I know that this – this speed bump – isn’t permanent. We have seen progress – goodness knows we have seen progress! We will have times that are harder than others. We will slip in our journey. In those times, it will feel like we can’t get back up, but we will. Maybe not unassisted, but we’ll do it. We’ll tweak his sensory diet. We’ll give him more input. I will build myself back up and keep fighting, but only after the tears are done flowing.
This speed bump – this mountain – is temporary. I can do this. I must do this.







Comments
Jennifer
Yes you can do it!
Julie Pennell
Feeling your pain…remembering days where my son would roll around on the floor screaming for me to help him…but nothing would help. How can a mother function when her baby is suffering like that? Nothing else matters but making his pain go away.
You don’t have to be strong all the time. Sometimes, those moments of “weakness” are what propel you to the next place.
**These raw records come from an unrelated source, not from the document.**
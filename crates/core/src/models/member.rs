use chrono::{DateTime, Utc};
use serde::{Deserialize, Serialize};
use uuid::Uuid;

#[derive(Debug, Clone, Serialize, Deserialize)]
pub struct MemberResponse {
    pub id: Uuid,
    pub full_name: String,
    pub email: String,
    pub created_at: DateTime<Utc>,
}
//! Store abstraction over the lesson/reservation catalog.
//!
//! Every mutation in the system (sync upsert/delete, booking, cancellation,
//! attendance) goes through this trait; the capacity and duplicate
//! invariants are enforced by its implementations. Handlers and the sync
//! engine receive a store rather than reaching for a connection directly,
//! so tests substitute the in-memory implementation in [`crate::mock`].

use async_trait::async_trait;
use chrono::{DateTime, Utc};
use lessonsync_core::checkin::ScanCandidate;
use lessonsync_core::errors::StudioResult;
use lessonsync_core::models::reservation::ReservationStatus;
use uuid::Uuid;

use crate::models::{
    DbLesson, DbMember, DbReservation, LessonUpsert, LessonWithCount, ReservationWithLesson,
};
use crate::repositories;
use crate::DbPool;

#[async_trait]
pub trait StudioStore: Send + Sync {
    // Lessons
    async fn upsert_lesson(&self, up: &LessonUpsert) -> StudioResult<DbLesson>;
    async fn delete_lesson_by_event_id(&self, external_event_id: &str) -> StudioResult<bool>;
    async fn get_lesson(&self, id: Uuid) -> StudioResult<Option<DbLesson>>;
    async fn get_lesson_by_event_id(&self, external_event_id: &str)
        -> StudioResult<Option<DbLesson>>;
    async fn list_lessons(
        &self,
        from: DateTime<Utc>,
        to: DateTime<Utc>,
    ) -> StudioResult<Vec<LessonWithCount>>;

    // Members
    async fn create_member(&self, full_name: &str, email: &str) -> StudioResult<DbMember>;
    async fn get_member(&self, id: Uuid) -> StudioResult<Option<DbMember>>;

    // Reservations. `create_reservation` checks every booking precondition
    // against the committed state, atomically with the insert.
    async fn create_reservation(
        &self,
        lesson_id: Uuid,
        member_id: Uuid,
        now: DateTime<Utc>,
    ) -> StudioResult<DbReservation>;
    async fn delete_reservation(&self, id: Uuid) -> StudioResult<()>;
    async fn list_member_reservations(
        &self,
        member_id: Uuid,
        from: DateTime<Utc>,
    ) -> StudioResult<Vec<ReservationWithLesson>>;
    async fn find_scan_candidates(
        &self,
        member_id: Uuid,
        day_start: DateTime<Utc>,
        day_end: DateTime<Utc>,
    ) -> StudioResult<Vec<ScanCandidate>>;
    async fn set_attendance(
        &self,
        reservation_id: Uuid,
        status: ReservationStatus,
    ) -> StudioResult<()>;
}

/// PostgreSQL-backed store, delegating to the repository functions.
pub struct PgStore {
    pool: DbPool,
}

impl PgStore {
    pub fn new(pool: DbPool) -> Self {
        Self { pool }
    }
}

#[async_trait]
impl StudioStore for PgStore {
    async fn upsert_lesson(&self, up: &LessonUpsert) -> StudioResult<DbLesson> {
        repositories::lesson::upsert_lesson(&self.pool, up).await
    }

    async fn delete_lesson_by_event_id(&self, external_event_id: &str) -> StudioResult<bool> {
        repositories::lesson::delete_lesson_by_event_id(&self.pool, external_event_id).await
    }

    async fn get_lesson(&self, id: Uuid) -> StudioResult<Option<DbLesson>> {
        repositories::lesson::get_lesson_by_id(&self.pool, id).await
    }

    async fn get_lesson_by_event_id(
        &self,
        external_event_id: &str,
    ) -> StudioResult<Option<DbLesson>> {
        repositories::lesson::get_lesson_by_event_id(&self.pool, external_event_id).await
    }

    async fn list_lessons(
        &self,
        from: DateTime<Utc>,
        to: DateTime<Utc>,
    ) -> StudioResult<Vec<LessonWithCount>> {
        repositories::lesson::list_lessons_in_window(&self.pool, from, to).await
    }

    async fn create_member(&self, full_name: &str, email: &str) -> StudioResult<DbMember> {
        repositories::member::create_member(&self.pool, full_name, email).await
    }

    async fn get_member(&self, id: Uuid) -> StudioResult<Option<DbMember>> {
        repositories::member::get_member_by_id(&self.pool, id).await
    }

    async fn create_reservation(
        &self,
        lesson_id: Uuid,
        member_id: Uuid,
        now: DateTime<Utc>,
    ) -> StudioResult<DbReservation> {
        repositories::reservation::create_reservation(&self.pool, lesson_id, member_id, now).await
    }

    async fn delete_reservation(&self, id: Uuid) -> StudioResult<()> {
        repositories::reservation::delete_reservation(&self.pool, id).await
    }

    async fn list_member_reservations(
        &self,
        member_id: Uuid,
        from: DateTime<Utc>,
    ) -> StudioResult<Vec<ReservationWithLesson>> {
        repositories::reservation::list_member_reservations(&self.pool, member_id, from).await
    }

    async fn find_scan_candidates(
        &self,
        member_id: Uuid,
        day_start: DateTime<Utc>,
        day_end: DateTime<Utc>,
    ) -> StudioResult<Vec<ScanCandidate>> {
        repositories::reservation::find_scan_candidates(&self.pool, member_id, day_start, day_end)
            .await
    }

    async fn set_attendance(
        &self,
        reservation_id: Uuid,
        status: ReservationStatus,
    ) -> StudioResult<()> {
        repositories::reservation::set_attendance(&self.pool, reservation_id, status).await
    }
}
I distinctly remember being so overloaded with Mommy stress one day that I got in the care and drove to the most isolated place I could find. I screamed and cried until I could scream and cry no more. Let it out. Let it out. When the stress chemicals that fill your body are gone, you can think again.
Keep on keepin on, mammas. Write your blogs. Send your comments. Love and support each other. I promise, it will get better. When your eyes are open to their needs, you will learn what you can do to make them feel better. THEY will learn what they need to make THEMSELVES feel better. I promise, it will get better.
With love from someone who has been there,
Julie
Jordan
We had one of those days yesterday
Here’s to hoping today is a better day for both of our boys!
Heather Finnegan
Today is that day for me. I was just thinking that I needed to sit down and write a blog entry about how life just doesn’t stop….for me or my son. Well either of them, the one with SPD and the hyper, mostly NT one. Every time I think we are getting through things, another life event happens (like great grandma being put in hospice care-which required an unplanned trip out of state)….*sigh* But we have to do this….as hard as it is…because, like you said….they need the world and the world needs them….it’s not gonna stop…and we have to help them learn to live in it…..Thanks for this post…sometimes just reading what you are going through is therapeutic!